Among the records below, find the lines that contain "TimedOut" and copy each of them.

[PROVIDED ENTRIES]

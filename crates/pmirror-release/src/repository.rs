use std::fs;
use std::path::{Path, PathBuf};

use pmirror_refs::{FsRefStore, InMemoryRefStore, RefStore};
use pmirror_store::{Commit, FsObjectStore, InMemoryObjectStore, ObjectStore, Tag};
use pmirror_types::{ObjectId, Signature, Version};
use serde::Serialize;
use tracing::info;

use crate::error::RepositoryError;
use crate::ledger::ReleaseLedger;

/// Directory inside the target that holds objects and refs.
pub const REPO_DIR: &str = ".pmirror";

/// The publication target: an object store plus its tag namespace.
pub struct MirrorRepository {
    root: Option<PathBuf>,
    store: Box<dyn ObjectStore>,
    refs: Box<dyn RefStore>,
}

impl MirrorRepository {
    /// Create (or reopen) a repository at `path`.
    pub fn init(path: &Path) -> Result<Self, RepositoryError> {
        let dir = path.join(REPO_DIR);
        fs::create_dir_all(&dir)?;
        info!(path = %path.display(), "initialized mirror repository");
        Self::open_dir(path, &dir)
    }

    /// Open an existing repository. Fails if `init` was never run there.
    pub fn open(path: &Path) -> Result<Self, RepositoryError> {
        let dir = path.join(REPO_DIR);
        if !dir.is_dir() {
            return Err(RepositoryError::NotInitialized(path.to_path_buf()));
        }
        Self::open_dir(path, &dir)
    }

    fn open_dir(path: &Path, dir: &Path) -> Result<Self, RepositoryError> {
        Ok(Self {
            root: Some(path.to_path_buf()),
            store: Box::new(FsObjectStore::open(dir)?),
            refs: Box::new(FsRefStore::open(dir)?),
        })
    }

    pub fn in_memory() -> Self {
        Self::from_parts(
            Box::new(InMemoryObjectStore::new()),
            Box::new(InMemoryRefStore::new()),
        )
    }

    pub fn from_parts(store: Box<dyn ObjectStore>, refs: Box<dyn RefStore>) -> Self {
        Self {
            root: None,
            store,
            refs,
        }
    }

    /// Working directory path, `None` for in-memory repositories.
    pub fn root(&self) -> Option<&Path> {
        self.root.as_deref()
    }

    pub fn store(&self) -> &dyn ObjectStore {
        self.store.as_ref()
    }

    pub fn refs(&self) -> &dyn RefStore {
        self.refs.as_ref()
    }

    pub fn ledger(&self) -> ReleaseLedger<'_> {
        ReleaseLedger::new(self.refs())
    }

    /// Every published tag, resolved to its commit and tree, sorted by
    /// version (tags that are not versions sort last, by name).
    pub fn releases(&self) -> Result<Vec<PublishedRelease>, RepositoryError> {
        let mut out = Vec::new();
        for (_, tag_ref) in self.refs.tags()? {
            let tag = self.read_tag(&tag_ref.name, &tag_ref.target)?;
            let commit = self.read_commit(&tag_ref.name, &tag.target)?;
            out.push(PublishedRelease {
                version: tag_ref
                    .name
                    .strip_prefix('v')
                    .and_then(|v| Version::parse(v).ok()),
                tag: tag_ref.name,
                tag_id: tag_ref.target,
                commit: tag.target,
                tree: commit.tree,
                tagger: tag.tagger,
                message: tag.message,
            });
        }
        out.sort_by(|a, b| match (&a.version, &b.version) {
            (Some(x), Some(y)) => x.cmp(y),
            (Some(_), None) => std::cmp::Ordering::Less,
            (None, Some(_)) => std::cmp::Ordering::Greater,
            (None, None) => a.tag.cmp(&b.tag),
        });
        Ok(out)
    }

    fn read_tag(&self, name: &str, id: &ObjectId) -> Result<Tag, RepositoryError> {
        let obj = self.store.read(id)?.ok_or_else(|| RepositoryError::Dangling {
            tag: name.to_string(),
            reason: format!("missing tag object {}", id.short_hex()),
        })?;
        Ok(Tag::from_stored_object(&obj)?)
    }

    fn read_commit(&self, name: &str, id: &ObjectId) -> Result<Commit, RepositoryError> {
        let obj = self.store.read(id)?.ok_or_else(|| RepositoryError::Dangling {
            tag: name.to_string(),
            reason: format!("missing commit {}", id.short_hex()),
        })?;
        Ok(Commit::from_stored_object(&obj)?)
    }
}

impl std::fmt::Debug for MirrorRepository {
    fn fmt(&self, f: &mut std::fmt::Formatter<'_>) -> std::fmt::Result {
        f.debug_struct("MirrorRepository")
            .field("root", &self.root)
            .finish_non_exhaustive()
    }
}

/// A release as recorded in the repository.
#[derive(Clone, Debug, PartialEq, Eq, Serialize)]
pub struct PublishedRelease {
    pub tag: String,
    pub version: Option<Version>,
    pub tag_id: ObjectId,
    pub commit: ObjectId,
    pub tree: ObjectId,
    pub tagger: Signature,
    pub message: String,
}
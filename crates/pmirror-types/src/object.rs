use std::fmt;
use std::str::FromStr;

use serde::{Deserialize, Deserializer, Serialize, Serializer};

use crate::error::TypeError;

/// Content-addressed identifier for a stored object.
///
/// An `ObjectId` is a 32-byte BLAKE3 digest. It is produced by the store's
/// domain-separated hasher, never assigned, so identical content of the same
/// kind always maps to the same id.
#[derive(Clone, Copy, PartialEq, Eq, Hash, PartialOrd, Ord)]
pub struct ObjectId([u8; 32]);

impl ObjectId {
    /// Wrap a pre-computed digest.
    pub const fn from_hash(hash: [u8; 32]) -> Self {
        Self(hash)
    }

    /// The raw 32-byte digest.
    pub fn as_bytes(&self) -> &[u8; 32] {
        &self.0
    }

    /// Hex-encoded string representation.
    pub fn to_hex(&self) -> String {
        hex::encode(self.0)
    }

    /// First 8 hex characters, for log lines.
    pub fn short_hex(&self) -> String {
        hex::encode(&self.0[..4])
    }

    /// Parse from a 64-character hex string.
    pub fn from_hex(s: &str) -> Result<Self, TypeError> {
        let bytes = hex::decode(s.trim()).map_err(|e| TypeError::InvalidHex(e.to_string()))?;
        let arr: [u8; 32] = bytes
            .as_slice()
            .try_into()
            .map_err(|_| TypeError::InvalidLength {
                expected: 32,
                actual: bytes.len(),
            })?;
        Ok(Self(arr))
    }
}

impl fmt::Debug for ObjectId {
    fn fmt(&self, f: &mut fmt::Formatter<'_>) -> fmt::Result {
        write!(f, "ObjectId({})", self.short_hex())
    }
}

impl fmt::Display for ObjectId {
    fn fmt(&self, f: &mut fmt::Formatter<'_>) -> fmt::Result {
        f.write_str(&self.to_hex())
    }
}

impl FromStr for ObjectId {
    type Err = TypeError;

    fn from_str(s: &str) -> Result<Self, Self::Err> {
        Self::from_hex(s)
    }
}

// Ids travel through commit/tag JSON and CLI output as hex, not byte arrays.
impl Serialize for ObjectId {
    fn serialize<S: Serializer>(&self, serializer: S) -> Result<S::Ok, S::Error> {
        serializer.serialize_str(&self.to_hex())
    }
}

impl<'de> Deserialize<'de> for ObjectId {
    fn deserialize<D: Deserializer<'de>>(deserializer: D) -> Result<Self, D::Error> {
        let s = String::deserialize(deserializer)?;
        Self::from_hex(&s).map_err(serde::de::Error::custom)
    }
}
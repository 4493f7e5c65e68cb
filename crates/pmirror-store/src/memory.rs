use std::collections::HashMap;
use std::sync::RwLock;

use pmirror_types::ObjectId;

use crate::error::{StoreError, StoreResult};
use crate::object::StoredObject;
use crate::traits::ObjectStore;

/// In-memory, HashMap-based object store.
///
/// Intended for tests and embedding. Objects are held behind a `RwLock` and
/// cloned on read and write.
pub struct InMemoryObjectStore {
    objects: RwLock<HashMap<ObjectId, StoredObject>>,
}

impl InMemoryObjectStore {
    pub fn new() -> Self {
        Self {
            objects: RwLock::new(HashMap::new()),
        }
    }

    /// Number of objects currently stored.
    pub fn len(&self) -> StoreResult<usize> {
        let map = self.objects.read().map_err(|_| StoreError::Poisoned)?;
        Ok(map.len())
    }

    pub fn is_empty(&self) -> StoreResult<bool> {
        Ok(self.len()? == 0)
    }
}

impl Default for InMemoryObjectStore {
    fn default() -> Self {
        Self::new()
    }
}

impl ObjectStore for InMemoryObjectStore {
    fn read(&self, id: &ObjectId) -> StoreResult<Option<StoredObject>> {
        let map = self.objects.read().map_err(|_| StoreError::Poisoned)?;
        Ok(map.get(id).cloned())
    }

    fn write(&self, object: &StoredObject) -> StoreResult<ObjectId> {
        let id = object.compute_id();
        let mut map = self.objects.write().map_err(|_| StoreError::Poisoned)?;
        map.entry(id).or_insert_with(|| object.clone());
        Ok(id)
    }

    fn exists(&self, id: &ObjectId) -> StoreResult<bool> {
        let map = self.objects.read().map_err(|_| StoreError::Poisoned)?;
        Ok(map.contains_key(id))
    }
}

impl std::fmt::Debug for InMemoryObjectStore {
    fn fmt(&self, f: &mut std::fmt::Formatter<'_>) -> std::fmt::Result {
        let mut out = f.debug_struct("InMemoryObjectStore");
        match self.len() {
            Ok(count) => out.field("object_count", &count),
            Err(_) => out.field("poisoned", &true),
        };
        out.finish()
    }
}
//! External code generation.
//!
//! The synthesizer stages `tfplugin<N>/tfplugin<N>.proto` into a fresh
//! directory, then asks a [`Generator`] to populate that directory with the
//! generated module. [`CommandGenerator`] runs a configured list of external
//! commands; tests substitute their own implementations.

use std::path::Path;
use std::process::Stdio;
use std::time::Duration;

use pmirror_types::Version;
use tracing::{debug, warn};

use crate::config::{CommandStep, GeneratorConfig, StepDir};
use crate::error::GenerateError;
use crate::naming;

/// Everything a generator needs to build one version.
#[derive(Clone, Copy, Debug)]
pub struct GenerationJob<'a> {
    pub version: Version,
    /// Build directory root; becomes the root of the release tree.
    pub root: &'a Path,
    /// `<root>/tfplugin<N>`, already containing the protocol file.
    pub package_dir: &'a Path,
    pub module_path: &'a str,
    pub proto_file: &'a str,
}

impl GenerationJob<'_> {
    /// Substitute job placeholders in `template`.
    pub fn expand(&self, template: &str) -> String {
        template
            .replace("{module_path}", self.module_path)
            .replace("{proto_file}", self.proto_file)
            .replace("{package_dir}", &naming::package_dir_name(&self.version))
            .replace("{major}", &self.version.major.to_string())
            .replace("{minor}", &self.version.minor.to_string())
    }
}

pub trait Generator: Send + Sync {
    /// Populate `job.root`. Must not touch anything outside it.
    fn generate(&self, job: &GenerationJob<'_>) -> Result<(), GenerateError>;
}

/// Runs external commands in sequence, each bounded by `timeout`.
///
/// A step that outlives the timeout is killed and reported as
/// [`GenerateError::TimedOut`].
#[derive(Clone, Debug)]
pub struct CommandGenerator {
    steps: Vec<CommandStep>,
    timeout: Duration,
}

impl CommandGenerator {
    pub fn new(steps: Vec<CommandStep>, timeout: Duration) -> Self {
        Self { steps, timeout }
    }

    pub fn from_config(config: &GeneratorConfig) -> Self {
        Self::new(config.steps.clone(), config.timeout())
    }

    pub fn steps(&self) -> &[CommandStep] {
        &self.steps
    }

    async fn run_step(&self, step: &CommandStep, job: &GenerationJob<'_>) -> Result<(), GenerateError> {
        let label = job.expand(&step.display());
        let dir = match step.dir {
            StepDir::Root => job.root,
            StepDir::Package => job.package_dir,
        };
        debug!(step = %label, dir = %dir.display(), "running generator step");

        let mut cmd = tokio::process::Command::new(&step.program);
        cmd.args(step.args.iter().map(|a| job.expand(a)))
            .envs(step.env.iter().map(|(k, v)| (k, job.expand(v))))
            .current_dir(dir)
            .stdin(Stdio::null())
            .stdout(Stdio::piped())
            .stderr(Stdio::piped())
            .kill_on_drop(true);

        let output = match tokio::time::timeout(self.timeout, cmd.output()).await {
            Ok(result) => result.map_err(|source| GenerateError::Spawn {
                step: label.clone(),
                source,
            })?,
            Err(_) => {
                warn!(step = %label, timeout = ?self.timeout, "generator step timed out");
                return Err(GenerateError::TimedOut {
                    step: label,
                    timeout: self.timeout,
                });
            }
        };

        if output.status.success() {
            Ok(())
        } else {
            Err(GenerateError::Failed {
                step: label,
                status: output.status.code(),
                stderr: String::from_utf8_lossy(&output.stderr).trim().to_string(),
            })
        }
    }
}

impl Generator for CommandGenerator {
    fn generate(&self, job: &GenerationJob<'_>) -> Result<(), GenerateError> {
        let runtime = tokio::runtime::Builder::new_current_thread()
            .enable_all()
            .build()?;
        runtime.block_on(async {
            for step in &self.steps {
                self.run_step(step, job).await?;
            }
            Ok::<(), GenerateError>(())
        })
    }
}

[/PROVIDED ENTRIES]

*SOLUTION*.
/// [`GenerateError::TimedOut`].
                return Err(GenerateError::TimedOut {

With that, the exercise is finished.